Vic Spencer is vicious, even on sonically more relaxed tracks. One of the standout joints on Rapping Bastard is the eight minute-long, “ew”-riddled track “Bacteria/Fungi/Virus.” Spencer reflected upon biology from high school, using it as inspiration for the song.“A lot if this is nasty and it describes me as an individual,” explained Spencer. The concept for the track was difficult for him to describe to Saba, who produced the track, “I want virus to sound like virus; I want it to sound deadly. I want fungi to sound funky, and I want bacteria to sound like something you can just deal with; it’s a beat that you can deal with.” As the track flows from one ill (in multiple senses of the word) beat to the next, Spencer snarls.
He worked with a slew of producers for this project. Everyone from Saba to A-Villa to Dr. LaFlow to O’Bonjour to Doc Da Mindbenda — and the list goes on. Even though the roster is mixed and full, Rapping Bastard is cohesive and wicked interesting.
“Sonically, Rapping Bastard is so good. All of the music meshed well, and the tracklisting goes well, it just sounds good,” said Spencer, who believes the Rapping Bastard’s sound is ahead of the time. He also doesn’t sound like he is from Chicago. His style can’t be placed geographically, but as he spits references that indicate he hails from the Windy City.
Spencer initially had 18 tracks for the project, and cut it down to 12. He ultimately concluded that some things are still good, and worth listening to, but weren’t authentic to the sound he created for himself. “[The music] is just rare. I don’t try do it on purpose either. It’s the final work that makes me realize [it],” explains Spencer. He doesn’t hear anything similar coming out of Chicago.
Manipulating bars and contorting beats is what Spencer does best. He used the project to challenge himself with sounds he never thought of touching before, “[On] Rapping Bastard I explored sounds, and it took me somewhere I’ve never been before,” explained Spencer. Rapping Bastard was two years in the making. The earliest track, “Sheezy,” stands out because of its trap sound, similar to a lot of what is on the radio. Spencer did not like “Sheezy” but kept it because it was a challenge to make that track. “I hate that song. I hate ‘Sheezy,’” he says with a laugh, “It’s not Vic Spencer, it’s not me. But it’s me challenging myself. That’s why its on the project because it’s a challenge to make music and to think outside of a box, and not be put in a box, and prove you’re not in a box.”

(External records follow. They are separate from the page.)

use contracts::domain::a005_news::{News, NewsFilter};
use leptos::prelude::*;

use crate::shared::prefs::load_list_prefs;

pub const LIST_ID: &str = "a005_news";

#[derive(Clone, Debug)]
pub struct NewsListState {
    pub items: Vec<News>,
    pub filter: NewsFilter,
    pub sort_field: String,
    pub sort_ascending: bool,
    pub page: usize,
    pub page_size: usize,
    pub total_count: usize,
    pub total_pages: usize,
    pub is_loaded: bool,
}

impl Default for NewsListState {
    fn default() -> Self {
        Self {
            items: Vec::new(),
            filter: NewsFilter::default(),
            sort_field: "date".to_string(),
            sort_ascending: false,
            page: 0,
            page_size: 25,
            total_count: 0,
            total_pages: 1,
            is_loaded: false,
        }
    }
}

pub fn create_state() -> RwSignal<NewsListState> {
    let prefs = load_list_prefs(LIST_ID);
    let defaults = NewsListState::default();
    // без сохранённой сортировки: свежие сверху
    let (sort_field, sort_ascending) = match prefs.sort_field {
        Some(field) => (field, prefs.sort_ascending),
        None => (defaults.sort_field.clone(), defaults.sort_ascending),
    };
    RwSignal::new(NewsListState {
        page_size: prefs.page_size,
        sort_field,
        sort_ascending,
        ..defaults
    })
}
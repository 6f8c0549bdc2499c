use serde::{Deserialize, Serialize};

use crate::enums::NewsStatus;
use crate::shared::text::{is_valid_slug, slugify};

/// Новость / статья
#[derive(Debug, Clone, PartialEq, Serialize, Deserialize, Default)]
pub struct News {
    pub id: String,
    pub title: String,
    pub slug: String,
    #[serde(default)]
    pub summary: Option<String>,
    #[serde(default)]
    pub content: String,
    #[serde(default)]
    pub category_id: Option<String>,
    #[serde(default)]
    pub category_name: Option<String>,
    #[serde(default)]
    pub cover_image: Option<String>,
    pub status: NewsStatus,
    #[serde(default)]
    pub is_featured: bool,
    #[serde(default)]
    pub author: Option<String>,
    #[serde(default)]
    pub tags: Vec<String>,
    #[serde(default)]
    pub view_count: u64,
    #[serde(default)]
    pub published_at: Option<String>,
    #[serde(default)]
    pub venue_id: Option<String>,
    pub created_at: String,
    pub updated_at: String,
}

impl News {
    /// Дата для отображения: публикации, иначе создания
    pub fn display_date(&self) -> &str {
        self.published_at.as_deref().unwrap_or(&self.created_at)
    }

    pub fn is_published(&self) -> bool {
        self.status == NewsStatus::Published
    }
}

/// DTO для создания/обновления новости
#[derive(Debug, Clone, PartialEq, Serialize, Deserialize, Default)]
pub struct NewsDto {
    pub id: Option<String>,
    pub title: String,
    pub slug: String,
    pub summary: Option<String>,
    pub content: String,
    pub category_id: Option<String>,
    pub cover_image: Option<String>,
    pub status: NewsStatus,
    pub is_featured: bool,
    pub tags: Vec<String>,
    pub venue_id: Option<String>,
}

impl From<News> for NewsDto {
    fn from(n: News) -> Self {
        Self {
            id: Some(n.id),
            title: n.title,
            slug: n.slug,
            summary: n.summary,
            content: n.content,
            category_id: n.category_id,
            cover_image: n.cover_image,
            status: n.status,
            is_featured: n.is_featured,
            tags: n.tags,
            venue_id: n.venue_id,
        }
    }
}

impl NewsDto {
    pub fn is_edit(&self) -> bool {
        self.id.is_some()
    }

    /// Заполняет slug из заголовка, если пользователь не правил его вручную
    pub fn sync_slug(&mut self, slug_touched: bool) {
        if !slug_touched {
            self.slug = slugify(&self.title);
        }
    }

    /// Теги из строки через запятую, без пустых и дублей
    pub fn set_tags_from_str(&mut self, raw: &str) {
        let mut tags: Vec<String> = Vec::new();
        for tag in raw.split(',').map(str::trim).filter(|t| !t.is_empty()) {
            if !tags.iter().any(|t| t.eq_ignore_ascii_case(tag)) {
                tags.push(tag.to_string());
            }
        }
        self.tags = tags;
    }

    pub fn validate(&self) -> Result<(), String> {
        if self.title.trim().is_empty() {
            return Err("Заголовок обязателен".into());
        }
        if self.title.chars().count() > 200 {
            return Err("Заголовок не должен превышать 200 символов".into());
        }
        if !is_valid_slug(&self.slug) {
            return Err("Slug может содержать только латиницу, цифры и дефисы".into());
        }
        if self.status == NewsStatus::Published && self.content.trim().is_empty() {
            return Err("Нельзя опубликовать новость без текста".into());
        }
        Ok(())
    }
}

/// Частичное обновление (PATCH) для быстрых переключателей в списке
#[derive(Debug, Clone, Default, Serialize, Deserialize)]
pub struct NewsPatch {
    #[serde(skip_serializing_if = "Option::is_none")]
    pub status: Option<NewsStatus>,
    #[serde(skip_serializing_if = "Option::is_none")]
    pub is_featured: Option<bool>,
}

#[cfg(test)]
mod tests {
    use super::*;

    #[test]
    fn test_sync_slug_until_touched() {
        let mut dto = NewsDto {
            title: "Летний турнир 2025".into(),
            ..Default::default()
        };
        dto.sync_slug(false);
        assert_eq!(dto.slug, "letnii-turnir-2025");

        dto.slug = "custom".into();
        dto.title = "Другое".into();
        dto.sync_slug(true);
        assert_eq!(dto.slug, "custom");
    }

    #[test]
    fn test_publish_requires_content() {
        let mut dto = NewsDto {
            title: "Title".into(),
            slug: "title".into(),
            status: NewsStatus::Published,
            ..Default::default()
        };
        assert!(dto.validate().is_err());
        dto.content = "Body".into();
        assert!(dto.validate().is_ok());
        dto.status = NewsStatus::Draft;
        dto.content.clear();
        assert!(dto.validate().is_ok());
    }

    #[test]
    fn test_tags_are_trimmed_and_deduplicated() {
        let mut dto = NewsDto::default();
        dto.set_tags_from_str(" tennis, Cup ,, tennis,cup, open ");
        assert_eq!(dto.tags, vec!["tennis", "Cup", "open"]);
    }

    #[test]
    fn test_patch_skips_empty_fields() {
        let patch = NewsPatch {
            is_featured: Some(true),
            ..Default::default()
        };
        assert_eq!(serde_json::to_string(&patch).unwrap(), r#"{"is_featured":true}"#);
    }
}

Spencer took a negative and inverted it into a positive, as he tends to, with this joint. “I’m always being put in a box, ‘I’m an old dude who can’t do this.’ So I’m like, ‘Man I’m going to prove these guys wrong on their own music.’”

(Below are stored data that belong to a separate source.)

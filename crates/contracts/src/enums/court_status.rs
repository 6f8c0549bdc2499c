use serde::{Deserialize, Serialize};

/// Эксплуатационный статус корта
#[derive(Debug, Clone, Copy, PartialEq, Eq, Hash, Serialize, Deserialize, Default)]
#[serde(rename_all = "snake_case")]
pub enum CourtStatus {
    #[default]
    Active,
    Maintenance,
    Inactive,
}

impl CourtStatus {
    pub fn code(&self) -> &'static str {
        match self {
            CourtStatus::Active => "active",
            CourtStatus::Maintenance => "maintenance",
            CourtStatus::Inactive => "inactive",
        }
    }

    pub fn display_name(&self) -> &'static str {
        match self {
            CourtStatus::Active => "Работает",
            CourtStatus::Maintenance => "Обслуживание",
            CourtStatus::Inactive => "Закрыт",
        }
    }

    /// Вариант бейджа для UI
    pub fn badge_variant(&self) -> &'static str {
        match self {
            CourtStatus::Active => "success",
            CourtStatus::Maintenance => "warning",
            CourtStatus::Inactive => "error",
        }
    }

    /// Можно ли бронировать корт в этом статусе
    pub fn is_bookable(&self) -> bool {
        matches!(self, CourtStatus::Active)
    }

    pub fn all() -> Vec<CourtStatus> {
        vec![
            CourtStatus::Active,
            CourtStatus::Maintenance,
            CourtStatus::Inactive,
        ]
    }

    pub fn from_code(code: &str) -> Option<Self> {
        Self::all().into_iter().find(|s| s.code() == code)
    }
}
use serde::{Deserialize, Serialize};

/// Роль пользователя системы
#[derive(Debug, Clone, Copy, PartialEq, Eq, Hash, Serialize, Deserialize, Default)]
#[serde(rename_all = "snake_case")]
pub enum UserRole {
    Admin,
    Manager,
    #[default]
    Customer,
}

impl UserRole {
    pub fn code(&self) -> &'static str {
        match self {
            UserRole::Admin => "admin",
            UserRole::Manager => "manager",
            UserRole::Customer => "customer",
        }
    }

    pub fn display_name(&self) -> &'static str {
        match self {
            UserRole::Admin => "Админ",
            UserRole::Manager => "Менеджер",
            UserRole::Customer => "Клиент",
        }
    }

    pub fn badge_variant(&self) -> &'static str {
        match self {
            UserRole::Admin => "warning",
            UserRole::Manager => "primary",
            UserRole::Customer => "neutral",
        }
    }

    /// Доступ к панели администратора
    pub fn can_access_admin(&self) -> bool {
        matches!(self, UserRole::Admin | UserRole::Manager)
    }

    pub fn all() -> Vec<UserRole> {
        vec![UserRole::Admin, UserRole::Manager, UserRole::Customer]
    }

    pub fn from_code(code: &str) -> Option<Self> {
        Self::all().into_iter().find(|r| r.code() == code)
    }
}

#[cfg(test)]
mod tests {
    use super::*;

    #[test]
    fn test_role_serde_uses_snake_case() {
        let json = serde_json::to_string(&UserRole::Manager).unwrap();
        assert_eq!(json, "\"manager\"");
        let back: UserRole = serde_json::from_str("\"admin\"").unwrap();
        assert_eq!(back, UserRole::Admin);
    }

    #[test]
    fn test_admin_access() {
        assert!(UserRole::Admin.can_access_admin());
        assert!(UserRole::Manager.can_access_admin());
        assert!(!UserRole::Customer.can_access_admin());
    }
}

At 32, Spencer is an “Old Fart.” But Spencer thinks of being older as a blessing not a curse, “I’m an old man in the game, and it’s good that I portray that,” explains Spencer who appropriated the “old fart” Twitter diss he received as a new title for himself, “I got that genre. I made it a genre. That’s my whole intake on negative stuff that happens. If a negative thing happens, I try to embrace it in my music positively.” He remembers when he was younger and thought of other people as old, but now he realizes how maturity comes with age. “I’m more of an old fashioned, face-to-face type of guy so you can get more insight into what’s going on. That’s how my music is, whatever I’m speaking about, I’ve got more insight than anything on it,” he said. That desire to be in-person, face-to-face, and not hiding behind a computer is old school, but in a good way. It also shows that Spencer is confident and eager to talk about his music.